Na opinião do carnavalesco da Mangueira, Leandro Vieira, o grande problema da flexibilização das atividades é a falta de fiscalização pela prefeitura.

— A gente percebe que as pessoas têm dificuldade de cumprir determinações básicas de isolamento e a prefeitura não fiscaliza — criticou.

A presidente da Velha Guarda da Verde e Rosa Ermenegilda Dias Moreira, a dona Gilda, faz coro com o carnavalesco:

— Não é hora de voltar para ninguém, porque pelo noticiário a gente vê que os casos de contaminação e de mortes ainda são crescentes. Está prevalecendo o dinheiro. A roda tem que rodar, mas não sou eu quem foi eleita para decidir isso.

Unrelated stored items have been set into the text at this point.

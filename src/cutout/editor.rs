//! Brush-based manual mask editing with bounded undo.

use std::collections::VecDeque;

#[cfg(feature = "serde")]
use serde::{Deserialize, Serialize};
use tracing::trace;

use crate::{
    cutout::alpha_mask::ModifyAlpha, error::RefineError, utils::index_of, AlphaMask, RasterImage,
};

/// Number of snapshots kept; older ones are dropped first.
pub const HISTORY_CAPACITY: usize = 20;

/// Whether a stroke paints foreground or erases it.
#[derive(Debug, Clone, Copy, PartialEq, Eq, Hash)]
#[cfg_attr(feature = "serde", derive(Serialize, Deserialize))]
#[cfg_attr(feature = "serde", serde(rename_all = "lowercase"))]
pub enum BrushMode {
    Add,
    Remove,
}

impl BrushMode {
    const fn alpha(self) -> u8 {
        match self {
            Self::Add => u8::MAX,
            Self::Remove => 0,
        }
    }
}

/// A circular dab. The centre may lie outside the mask.
#[derive(Debug, Clone, Copy, PartialEq, Eq)]
#[cfg_attr(feature = "serde", derive(Serialize, Deserialize))]
pub struct BrushStroke {
    pub x: i32,
    pub y: i32,
    pub radius: u32,
    pub mode: BrushMode,
}

impl BrushStroke {
    pub const fn new(x: i32, y: i32, radius: u32, mode: BrushMode) -> Self {
        Self { x, y, radius, mode }
    }

    pub const fn add(x: i32, y: i32, radius: u32) -> Self {
        Self::new(x, y, radius, BrushMode::Add)
    }

    pub const fn remove(x: i32, y: i32, radius: u32) -> Self {
        Self::new(x, y, radius, BrushMode::Remove)
    }
}

/// One editing session: the live mask plus its undo history.
#[derive(Debug, Clone)]
pub struct MaskEditor {
    mask: AlphaMask,
    history: VecDeque<AlphaMask>,
}

impl MaskEditor {
    pub fn new(mask: AlphaMask) -> Self {
        Self {
            mask,
            history: VecDeque::with_capacity(HISTORY_CAPACITY),
        }
    }

    /// Starts a session on the alpha channel of a processed raster.
    pub fn from_image(image: &RasterImage) -> Self {
        Self::new(image.extract_alpha())
    }

    /// Replaces the mask and clears the history.
    pub fn load(&mut self, mask: AlphaMask) {
        self.mask = mask;
        self.history.clear();
    }

    pub fn mask(&self) -> &AlphaMask {
        &self.mask
    }

    pub fn into_mask(self) -> AlphaMask {
        self.mask
    }

    pub fn can_undo(&self) -> bool {
        !self.history.is_empty()
    }

    pub fn history_len(&self) -> usize {
        self.history.len()
    }

    /// Snapshots the current mask, then paints every pixel with
    /// `dx^2 + dy^2 <= radius^2`. Returns the number of pixels inside the
    /// clipped footprint.
    pub fn apply_brush_stroke(&mut self, stroke: BrushStroke) -> usize {
        if self.history.len() == HISTORY_CAPACITY {
            self.history.pop_front();
        }
        self.history.push_back(self.mask.clone());

        let (width, height) = self.mask.dimensions();
        let value = stroke.mode.alpha();
        let radius = i64::from(stroke.radius);
        let (cx, cy) = (i64::from(stroke.x), i64::from(stroke.y));

        let x0 = (cx - radius).max(0);
        let y0 = (cy - radius).max(0);
        let x1 = (cx + radius).min(i64::from(width) - 1);
        let y1 = (cy + radius).min(i64::from(height) - 1);

        // Squared offsets of a u32 radius exceed i64.
        let radius_squared = i128::from(radius).pow(2);
        let alpha: &mut [u8] = &mut self.mask;
        let mut painted = 0;
        for y in y0..=y1 {
            for x in x0..=x1 {
                let (dx, dy) = (i128::from(x - cx), i128::from(y - cy));
                if dx * dx + dy * dy <= radius_squared {
                    alpha[index_of(width, x as u32, y as u32)] = value;
                    painted += 1;
                }
            }
        }

        trace!(?stroke, painted, history = self.history.len(), "brush stroke");
        painted
    }

    /// Restores the most recent snapshot. Returns `false` when there is
    /// nothing to undo.
    pub fn undo(&mut self) -> bool {
        match self.history.pop_back() {
            Some(previous) => {
                self.mask = previous;
                true
            }
            None => false,
        }
    }

    /// Composes the edited mask onto `original`'s colours.
    ///
    /// # Errors
    ///
    /// * `RefineError::DimensionMismatch` - When `original` and the mask differ in size
    pub fn render(&self, original: &RasterImage) -> Result<RasterImage, RefineError> {
        original.clone().replace_alpha(&self.mask)
    }
}

#[cfg(test)]
mod tests {
    use super::*;
    use crate::test_utils::create_uniform_mask;
    use image::Rgba;

    #[test]
    fn brush_paints_a_disk() {
        let mut editor = MaskEditor::new(AlphaMask::new(11, 11));
        // Radius 2 covers 13 pixels.
        assert_eq!(editor.apply_brush_stroke(BrushStroke::add(5, 5, 2)), 13);
        assert_eq!(editor.mask().get_pixel(5, 3)[0], 255);
        assert_eq!(editor.mask().get_pixel(7, 5)[0], 255);
        assert_eq!(editor.mask().get_pixel(7, 7)[0], 0);
    }

    #[test]
    fn footprint_is_clipped_at_the_border() {
        let mut editor = MaskEditor::new(create_uniform_mask(6, 6, 255));
        assert_eq!(editor.apply_brush_stroke(BrushStroke::remove(0, 0, 1)), 3);
        assert_eq!(editor.apply_brush_stroke(BrushStroke::remove(-10, -10, 3)), 0);
        assert_eq!(editor.mask().get_pixel(0, 0)[0], 0);
        assert_eq!(editor.mask().get_pixel(1, 1)[0], 255);
    }

    #[test]
    fn huge_radius_covers_the_whole_mask() {
        let mut editor = MaskEditor::new(AlphaMask::new(4, 4));
        assert_eq!(editor.apply_brush_stroke(BrushStroke::add(1, 1, u32::MAX)), 16);
        assert!(editor.mask().pixels().all(|p| p[0] == 255));

        // Centre about 3.04e9 away from the mask, still inside the radius.
        assert_eq!(
            editor.apply_brush_stroke(BrushStroke::remove(i32::MIN, i32::MIN, u32::MAX)),
            16
        );
        assert!(editor.mask().pixels().all(|p| p[0] == 0));
    }

    #[test]
    fn undo_walks_back_stroke_by_stroke() {
        let mut editor = MaskEditor::new(AlphaMask::new(20, 20));
        editor.apply_brush_stroke(BrushStroke::add(3, 3, 2));
        let after_first = editor.mask().clone();
        editor.apply_brush_stroke(BrushStroke::add(10, 10, 3));
        editor.apply_brush_stroke(BrushStroke::remove(3, 3, 1));

        assert!(editor.undo());
        assert!(editor.undo());
        assert_eq!(editor.mask(), &after_first);
        assert_eq!(editor.history_len(), 1);
    }

    #[test]
    fn undo_on_empty_history_is_a_no_op() {
        let mut editor = MaskEditor::new(create_uniform_mask(3, 3, 7));
        assert!(!editor.can_undo());
        assert!(!editor.undo());
        assert!(editor.mask().pixels().all(|p| p[0] == 7));
    }

    #[test]
    fn history_keeps_only_the_newest_snapshots() {
        let mut editor = MaskEditor::new(AlphaMask::new(30, 1));
        for x in 0..25 {
            editor.apply_brush_stroke(BrushStroke::add(x, 0, 0));
        }
        assert_eq!(editor.history_len(), HISTORY_CAPACITY);

        while editor.undo() {}
        // The oldest reachable state already has the first five strokes.
        let opaque = editor.mask().pixels().filter(|p| p[0] == 255).count();
        assert_eq!(opaque, 5);
    }

    #[test]
    fn load_clears_history() {
        let mut editor = MaskEditor::new(AlphaMask::new(4, 4));
        editor.apply_brush_stroke(BrushStroke::add(1, 1, 1));
        editor.load(create_uniform_mask(2, 2, 255));
        assert!(!editor.can_undo());
        assert_eq!(editor.mask().dimensions(), (2, 2));
    }

    #[test]
    fn render_keeps_original_colours() {
        let original = RasterImage::from_pixel(4, 4, Rgba([10, 20, 30, 255]));
        let mut editor = MaskEditor::from_image(&original);
        editor.apply_brush_stroke(BrushStroke::remove(0, 0, 0));

        let rendered = editor.render(&original).unwrap();
        assert_eq!(rendered.get_pixel(0, 0), &Rgba([10, 20, 30, 0]));
        assert_eq!(rendered.get_pixel(3, 3), &Rgba([10, 20, 30, 255]));

        let other = RasterImage::new(5, 4);
        assert!(matches!(
            editor.render(&other),
            Err(RefineError::DimensionMismatch { .. })
        ));
    }
}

Assim como o pessoal das escolas de samba, que enfrenta dificuldades com o fechamento das quadras e dos barracões, os músicos das rodas de samba integram um dos grupos mais atingidos economicamente pela pandemia do coronavírus, por exercerem uma atividade que é considerada como geradora de aglomeração. Um levantamento da prefeitura aponta para a existência de 213 rodas de samba em toda a cidade, que geram trabalho e renda para cerca de 4 mil músicos.

As rodas de samba integram o Calendário Oficial das Rodas de Samba Carioca, uma resolução conjunta assinada pelas secretarias de Cultura, Fazenda e Desenvolvimento, Emprego e Inovação, que regulamenta o decreto 43.423, de julho de 2017. A iniciativa teve o objetivo de dispensar a necessidade de alvará e estabelecer locais, datas e horários para esse tipo de evento.

Sobre o questionamento a respeito de poder casa de shows e não poder roda de samba, a prefeitura respondeu apenas que “seguem vedadas rodas de samba e atividades em quadras de escolas de samba. A previsão para esses espaços é que sejam retomados no chamado período conservador, ainda sem data definida.”